Growing up, I always struggled with how to answer when people asked me where I went to church. I grew up in Waco, Texas, at Zion United Church of Christ—and that meant that I got a lot of blank looks and questions like “so that’s Church of Christ, right?” and “what’s a Zion?” And it wasn’t much easier when my mother was growing up and they were known as an “Evangelical & Reformed” church. Huh?
This congregation knows something about that experience, too, having been known originally as Friends United Church of Christ. A perpetual confusion with our friends in the churches of Christ led us to add Congregational to our name in the 1990’s, embracing that part of our UCC heritage and hopefully distinguishing ourselves from our faith cousins. Still, people often ask what kind of church we are, and occasionally, we get referred to as Friends Congressional Church. A quick internet search reveals that no less than the National Park Service believes that our sister church in Charleston, SC, is known as Circular Congressional Church.

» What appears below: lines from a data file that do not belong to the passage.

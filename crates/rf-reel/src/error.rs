//! Error types for reel construction

use thiserror::Error;

/// Reel error type
#[derive(Error, Debug, Clone, PartialEq)]
pub enum ReelError {
    #[error("Invalid reel config: {field} {reason}")]
    InvalidConfig { field: &'static str, reason: String },
}

impl ReelError {
    pub(crate) fn invalid(field: &'static str, reason: impl Into<String>) -> Self {
        ReelError::InvalidConfig {
            field,
            reason: reason.into(),
        }
    }
}

/// Result type alias
pub type ReelResult<T> = Result<T, ReelError>;

#[cfg(test)]
mod tests {
    use super::*;

    #[test]
    fn test_error_display() {
        let err = ReelError::invalid("slowdown_rate", "must be in (0, 1), got 1.2");
        let msg = err.to_string();
        assert!(msg.contains("slowdown_rate"));
        assert!(msg.contains("1.2"));
    }
}
//! Win check — one Bernoulli trial per completed spin

use rand::rngs::StdRng;
use rand::{Rng, RngCore, SeedableRng};
use serde::{Deserialize, Serialize};

/// Chance a spin pays out
pub const DEFAULT_WIN_PROBABILITY: f64 = 0.3;

/// Result of a spin
#[derive(Debug, Clone, Copy, PartialEq, Eq, Hash, Serialize, Deserialize)]
pub enum SpinOutcome {
    Win,
    Loss,
}

impl SpinOutcome {
    #[inline]
    pub fn is_win(&self) -> bool {
        *self == SpinOutcome::Win
    }
}

/// Draws one uniform sample per evaluation; below `probability` is a win.
///
/// Independent of where the reels stopped.
pub struct WinCheck {
    probability: f64,
    rng: Box<dyn RngCore + Send>,
}

impl WinCheck {
    /// Entropy-seeded check
    pub fn new(probability: f64) -> Self {
        Self::with_rng(probability, StdRng::from_os_rng())
    }

    /// Reproducible check
    pub fn seeded(probability: f64, seed: u64) -> Self {
        Self::with_rng(probability, StdRng::seed_from_u64(seed))
    }

    pub fn with_rng(probability: f64, rng: impl RngCore + Send + 'static) -> Self {
        Self {
            probability: probability.clamp(0.0, 1.0),
            rng: Box::new(rng),
        }
    }

    pub fn probability(&self) -> f64 {
        self.probability
    }

    pub fn evaluate(&mut self) -> SpinOutcome {
        let sample: f64 = self.rng.random();
        if sample < self.probability {
            SpinOutcome::Win
        } else {
            SpinOutcome::Loss
        }
    }
}

impl std::fmt::Debug for WinCheck {
    fn fmt(&self, f: &mut std::fmt::Formatter<'_>) -> std::fmt::Result {
        f.debug_struct("WinCheck")
            .field("probability", &self.probability)
            .finish()
    }
}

We take this in stride, though, and with a healthy sense of humor, since Congress is probably the last thing we’d want to be associated with! But we know that ultimately, it’s not our name or our denominational label that distinguishes us or defines us. We know that it’s what we do, what kind of God we proclaim, and who we welcome that will define our reputation and our standing in our community. Names are important, sure. But what will that name mean to someone who’s struggling with their faith, someone who wonders whether anyone cares about them, someone who needs to know that God loves them just as they are? If we aren’t caring for those whom Jesus went out of his way to lift up, the best and most influential name in the world means little. But if we’re reminding people of who they are in the eyes of God, then it doesn’t matter what the world calls us.
In 1976, UCC General Minister and President Rev. Robert Moss lay dying of cancer in a hospital bed. Moss was a pivotal leader in the UCC, someone who spoke out boldly for racial justice, for peace, for women’s rights, and for gay rights. Bob Moss had been raised in the German Reformed branch of our UCC family in Pennsylvania, and in that tradition the Heidelberg Catechism was important for learning about the faith. Bob’s pastor walked into his hospital room and stood at the door, holding high a worn copy of the Catechism. Before he said anything else, he spoke these words: “Robert: what is your only comfort in life and in death?” And without missing a beat, Moss responded boldly: “that I belong, body and soul, in life and in death, to my faithful Savior Jesus Christ.” Those words were from Question #1 in the Catechism, words he had memorized some 40 years earlier. Through all of his years of ministry and activism, they stayed with him, and reminded him of who and whose he was in his last days. Most of all, they reminded him of his name in the eyes of God: Beloved.
Friends—that is your name too. Whatever else the world or others may call you, know this. God names you beloved, and that is the most important name you can have. You belong to God, and nothing can change that. No one can take away that name. Thanks be to God.